The driver of the small car, meanwhile, was somewhat in shock and was being calmed by the gentleman who had stopped his van in front of her car to see what had happened. After assessing the situation, I asked her to telephone the police to report the collision and then to pass the phone to me. This she did and I subsequently spoke to the call handler to confirm the situation, that I was out for my morning walk, was a certificate holder and had my gun with me and that I proposed that the deer should be shot immediately so as to prevent its further suffering. The call handler – kudos to her – took all this in her stride, said that officers in the area would be notified in case any reports of “a man with a gun on the roadside” were made, took my details in case they needed to contact me again and then left me to get on with it.

I suggested to the lady in question that she should continue her journey and that I would deal with the deer and clear up the mess. This she did, willingly enough, after which I dispatched the deer with the .410, waited a few minutes, checked for a blink response (there was none) and dragged it back onto the farm out of the carriageway and examined it. It seemed, given it’s condition and previous athletic performance, to have been a healthy, large animal.

I suppose I find it slightly heartbreaking when animals die on the roads.
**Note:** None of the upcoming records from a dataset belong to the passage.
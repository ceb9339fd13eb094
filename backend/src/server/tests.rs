//! Tests for server bootstrap and the assembled application.

use super::*;
use actix_web::cookie::{Key, SameSite};
use actix_web::http::StatusCode;
use actix_web::test as actix_test;
use geocache::domain::TRACE_ID_HEADER;
use rstest::{fixture, rstest};
use serde_json::Value;

#[fixture]
fn health_state() -> web::Data<HealthState> {
    web::Data::new(HealthState::new())
}

#[fixture]
fn session() -> SessionSettings {
    SessionSettings {
        key: Key::generate(),
        cookie_secure: false,
        same_site: SameSite::Lax,
    }
}

fn dependencies(health_state: web::Data<HealthState>, session: SessionSettings) -> AppDependencies {
    let config = ServerConfig::new(session.clone(), "127.0.0.1:0".parse().expect("address"));
    AppDependencies {
        health_state,
        http_state: build_http_state(&config),
        signer: web::Data::new(session.url_signer()),
        session,
    }
}

#[rstest]
#[actix_rt::test]
async fn create_server_marks_ready(health_state: web::Data<HealthState>, session: SessionSettings) {
    assert!(!health_state.is_ready(), "state should start unready");

    let config = ServerConfig::new(session, "127.0.0.1:0".parse().expect("address"));
    let _server = create_server(health_state.clone(), config).expect("server should build");

    assert!(
        health_state.is_ready(),
        "server creation should mark readiness"
    );
}

#[rstest]
#[actix_rt::test]
async fn probes_answer_outside_the_session_scope(
    health_state: web::Data<HealthState>,
    session: SessionSettings,
) {
    health_state.mark_ready();
    let app = actix_test::init_service(build_app(dependencies(health_state, session))).await;

    let res =
        actix_test::call_service(&app, actix_test::TestRequest::get().uri("/health/ready").to_request())
            .await;

    assert_eq!(res.status(), StatusCode::OK);
    assert!(res.response().cookies().next().is_none());
}

#[rstest]
#[actix_rt::test]
async fn application_routes_are_traced(
    health_state: web::Data<HealthState>,
    session: SessionSettings,
) {
    let app = actix_test::init_service(build_app(dependencies(health_state, session))).await;

    let res = actix_test::call_service(
        &app,
        actix_test::TestRequest::get().uri("/loadGeoCaches").to_request(),
    )
    .await;

    assert_eq!(res.status(), StatusCode::OK);
    assert!(res.headers().contains_key(TRACE_ID_HEADER));
    let body: Value = actix_test::read_body_json(res).await;
    assert_eq!(body["caches"], Value::Array(Vec::new()));
}

#[rstest]
#[actix_rt::test]
async fn unknown_paths_are_not_found(health_state: web::Data<HealthState>, session: SessionSettings) {
    let app = actix_test::init_service(build_app(dependencies(health_state, session))).await;

    let res = actix_test::call_service(
        &app,
        actix_test::TestRequest::get().uri("/nope").to_request(),
    )
    .await;

    assert_eq!(res.status(), StatusCode::NOT_FOUND);
}
//! Request and response bodies.
//!
//! Field names follow the stored column names (`cache_name`, `discover_date`,
//! `user_email`, ...) so existing front-end code can consume the payloads
//! unchanged. Domain types stay free of serde and OpenAPI derives.

use chrono::{DateTime, Utc};
use serde::{Deserialize, Serialize};
use utoipa::{IntoParams, ToSchema};

use crate::domain::{
    Activity, Cache, CacheDraft, CacheWithAuthor, CooldownState, Error, LoginCredentials,
    NamedDiscovery, ProfileDetails, ProfileDraft, RawCacheDraft, UserProfile,
};
use crate::inbound::http::validation::{
    cache_validation_error, login_validation_error, profile_validation_error,
};

/// A cache as returned to clients.
#[derive(Debug, Clone, Serialize, Deserialize, ToSchema)]
pub struct CacheBody {
    /// Cache id.
    #[schema(example = 3)]
    pub id: i64,
    /// Display name.
    #[schema(example = "Arboretum")]
    pub cache_name: String,
    /// Latitude in degrees.
    pub lat: f64,
    /// Longitude in degrees.
    pub long: f64,
    /// Description.
    pub description: String,
    /// Hint for seekers.
    pub hint: String,
    /// Author profile id.
    pub author: i64,
    /// Creation time.
    pub creation_date: DateTime<Utc>,
    /// Difficulty, 1 to 5.
    pub difficulty: u8,
    /// Terrain, 1 to 5.
    pub terrain: u8,
    /// Size, 1 to 5.
    pub size: u8,
    /// Whether an admin approved the cache.
    pub valid: bool,
}

impl From<Cache> for CacheBody {
    fn from(cache: Cache) -> Self {
        Self {
            id: cache.id.get(),
            cache_name: cache.name,
            lat: cache.coordinates.lat(),
            long: cache.coordinates.long(),
            description: cache.description,
            hint: cache.hint,
            author: cache.author.get(),
            creation_date: cache.created_at,
            difficulty: cache.difficulty.get(),
            terrain: cache.terrain.get(),
            size: cache.size.get(),
            valid: cache.status.is_approved(),
        }
    }
}

/// A cache with its author's name.
#[derive(Debug, Serialize, Deserialize, ToSchema)]
pub struct CacheWithAuthorBody {
    /// Cache fields.
    #[serde(flatten)]
    pub cache: CacheBody,
    /// Author's first name.
    pub first_name: String,
    /// Author's last name.
    pub last_name: String,
}

impl From<CacheWithAuthor> for CacheWithAuthorBody {
    fn from(value: CacheWithAuthor) -> Self {
        Self {
            cache: value.cache.into(),
            first_name: value.first_name,
            last_name: value.last_name,
        }
    }
}

/// A cache with a link to its detail page.
#[derive(Debug, Serialize, Deserialize, ToSchema)]
pub struct LinkedCacheBody {
    /// Cache fields.
    #[serde(flatten)]
    pub cache: CacheBody,
    /// Detail page link.
    pub href: String,
}

/// `{"caches": [...]}`
#[derive(Debug, Serialize, Deserialize, ToSchema)]
pub struct CachesResponse {
    /// Listed caches.
    pub caches: Vec<CacheBody>,
}

/// `{"caches": [...]}` with links.
#[derive(Debug, Serialize, Deserialize, ToSchema)]
pub struct LinkedCachesResponse {
    /// Listed caches.
    pub caches: Vec<LinkedCacheBody>,
}

/// `{"cache": {...}}`
#[derive(Debug, Serialize, Deserialize, ToSchema)]
pub struct CacheResponse {
    /// The cache with its author's name.
    pub cache: CacheWithAuthorBody,
}

/// `{"bookmarks": [...]}`
#[derive(Debug, Serialize, Deserialize, ToSchema)]
pub struct BookmarksResponse {
    /// Bookmarked caches, most recent first.
    pub bookmarks: Vec<LinkedCacheBody>,
}

/// `{"bookmarked": bool}`
#[derive(Debug, Serialize, Deserialize, ToSchema)]
pub struct BookmarkedResponse {
    /// Whether the caller has bookmarked the cache.
    pub bookmarked: bool,
}

/// A discovery log with the logger's name.
#[derive(Debug, Serialize, Deserialize, ToSchema)]
pub struct LogBody {
    /// Log id.
    pub id: i64,
    /// Logger profile id.
    pub logger: i64,
    /// Cache id.
    pub cache: i64,
    /// Discovery time.
    pub discover_date: DateTime<Utc>,
    /// Logger's first name.
    pub first_name: String,
    /// Logger's last name.
    pub last_name: String,
}

impl From<NamedDiscovery> for LogBody {
    fn from(value: NamedDiscovery) -> Self {
        Self {
            id: value.log.id.get(),
            logger: value.log.logger.get(),
            cache: value.log.cache.get(),
            discover_date: value.log.discovered_at,
            first_name: value.first_name,
            last_name: value.last_name,
        }
    }
}

/// `{"log": {...} | null}`; `null` while the cooldown is running.
#[derive(Debug, Serialize, Deserialize, ToSchema)]
pub struct LogResponse {
    /// The recorded log, if any.
    pub log: Option<LogBody>,
}

/// `{"logs": [...]}`
#[derive(Debug, Serialize, Deserialize, ToSchema)]
pub struct LogsResponse {
    /// Logs, oldest first.
    pub logs: Vec<LogBody>,
}

/// Cooldown state for the caller and a cache.
#[derive(Debug, Serialize, Deserialize, ToSchema)]
pub struct TimerResponse {
    /// True while logging is refused.
    pub disabled: bool,
    /// When logging becomes possible again.
    pub refresh_time: DateTime<Utc>,
}

impl From<CooldownState> for TimerResponse {
    fn from(state: CooldownState) -> Self {
        Self {
            disabled: state.disabled,
            refresh_time: state.refresh_time,
        }
    }
}

/// One entry of the caller's activity feed.
#[derive(Debug, Serialize, Deserialize, ToSchema)]
pub struct ActivityBody {
    /// Log id.
    pub id: i64,
    /// Logger profile id.
    pub logger: i64,
    /// Cache id.
    pub cache: i64,
    /// Discovery time.
    pub discover_date: DateTime<Utc>,
    /// Name of the cache.
    pub cache_name: String,
    /// Detail page link.
    pub href: String,
}

impl ActivityBody {
    /// Build from an activity and its detail link.
    pub fn new(activity: Activity, href: String) -> Self {
        Self {
            id: activity.log.id.get(),
            logger: activity.log.logger.get(),
            cache: activity.log.cache.get(),
            discover_date: activity.log.discovered_at,
            cache_name: activity.cache_name,
            href,
        }
    }
}

/// `{"activities": [...]}`
#[derive(Debug, Serialize, Deserialize, ToSchema)]
pub struct ActivitiesResponse {
    /// Caller's logs, newest first.
    pub activities: Vec<ActivityBody>,
}

/// Public profile fields.
#[derive(Debug, Serialize, Deserialize, ToSchema)]
pub struct UserBody {
    /// Profile id.
    pub id: i64,
    /// Owning account.
    pub user_id: String,
    /// Given name.
    pub first_name: String,
    /// Family name.
    pub last_name: String,
    /// Contact email.
    pub user_email: String,
}

impl From<UserProfile> for UserBody {
    fn from(profile: UserProfile) -> Self {
        Self {
            id: profile.id.get(),
            user_id: profile.account_id.to_string(),
            first_name: profile.first_name,
            last_name: profile.last_name,
            user_email: profile.email,
        }
    }
}

/// `{"user": {...} | null}`
#[derive(Debug, Serialize, Deserialize, ToSchema)]
pub struct UserResponse {
    /// The profile, when it exists.
    pub user: Option<UserBody>,
}

/// Profile plus admin flag.
#[derive(Debug, Serialize, Deserialize, ToSchema)]
pub struct ProfileBody {
    /// Profile fields.
    #[serde(flatten)]
    pub user: UserBody,
    /// Whether the profile is in the admin set.
    pub admin: bool,
}

impl From<ProfileDetails> for ProfileBody {
    fn from(details: ProfileDetails) -> Self {
        Self {
            user: details.profile.into(),
            admin: details.admin,
        }
    }
}

/// `{"profile": {...}}`
#[derive(Debug, Serialize, Deserialize, ToSchema)]
pub struct ProfileResponse {
    /// Caller's profile.
    pub profile: ProfileBody,
}

/// `{"url": "..."}`
#[derive(Debug, Serialize, Deserialize, ToSchema)]
pub struct UrlResponse {
    /// Signed URL.
    pub url: String,
}

/// Login request body.
#[derive(Debug, Serialize, Deserialize, ToSchema)]
pub struct LoginRequest {
    /// Username.
    #[schema(example = "admin")]
    pub username: String,
    /// Password.
    #[schema(example = "password")]
    pub password: String,
}

impl TryFrom<LoginRequest> for LoginCredentials {
    type Error = Error;

    fn try_from(value: LoginRequest) -> Result<Self, Self::Error> {
        Self::try_from_parts(&value.username, &value.password)
            .map_err(|err| login_validation_error(&err))
    }
}

/// Suggested cache.
#[derive(Debug, Serialize, Deserialize, ToSchema)]
pub struct NewCacheRequest {
    /// Display name.
    #[schema(example = "Porter")]
    pub cache_name: String,
    /// Latitude in degrees.
    pub lat: f64,
    /// Longitude in degrees.
    pub long: f64,
    /// Description.
    #[serde(default)]
    pub description: String,
    /// Hint.
    #[serde(default)]
    pub hint: String,
    /// Difficulty, 1 to 5.
    pub difficulty: i64,
    /// Terrain, 1 to 5.
    pub terrain: i64,
    /// Size, 1 to 5.
    pub size: i64,
}

impl TryFrom<NewCacheRequest> for CacheDraft {
    type Error = Error;

    fn try_from(value: NewCacheRequest) -> Result<Self, Self::Error> {
        Self::try_from(RawCacheDraft {
            name: value.cache_name,
            lat: value.lat,
            long: value.long,
            description: value.description,
            hint: value.hint,
            difficulty: value.difficulty,
            terrain: value.terrain,
            size: value.size,
        })
        .map_err(|err| cache_validation_error(&err))
    }
}

/// Profile registration.
#[derive(Debug, Serialize, Deserialize, ToSchema)]
pub struct NewUserRequest {
    /// Given name.
    pub first_name: String,
    /// Family name.
    pub last_name: String,
    /// Contact email.
    pub email: String,
}

impl TryFrom<NewUserRequest> for ProfileDraft {
    type Error = Error;

    fn try_from(value: NewUserRequest) -> Result<Self, Self::Error> {
        Self::try_new(&value.first_name, &value.last_name, &value.email)
            .map_err(|err| profile_validation_error(&err))
    }
}

/// `{"id": n}` body naming a cache or profile.
#[derive(Debug, Serialize, Deserialize, ToSchema)]
pub struct IdRequest {
    /// Target id.
    pub id: i64,
}

/// Query for `/generateCacheURL`.
#[derive(Debug, Deserialize, IntoParams)]
pub struct GenerateUrlQuery {
    /// Cache to link to.
    pub cache_id: i64,
}

/// Query for `/getLogs/{id}`.
#[derive(Debug, Deserialize, IntoParams)]
pub struct LogsQuery {
    /// Keep only the most recent `limit` logs.
    pub limit: Option<usize>,
}

/// Query for `/search`.
#[derive(Debug, Deserialize, IntoParams)]
pub struct SearchQuery {
    /// Case-insensitive name filter.
    pub q: Option<String>,
}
Disease, predation, starvation – these are all natural ends for a wild animal, but incapacitation by moving vehicle, followed by shooting most certainly is not. Ultimately, although it was certainly not the intended purpose of the .410, I believe I acted compassionately today and I am glad that I was there to do what was necessary – the idea of the deer struggling on for another 20 minutes until a police firearms team arrived to dispatch it doesn’t bear thinking about.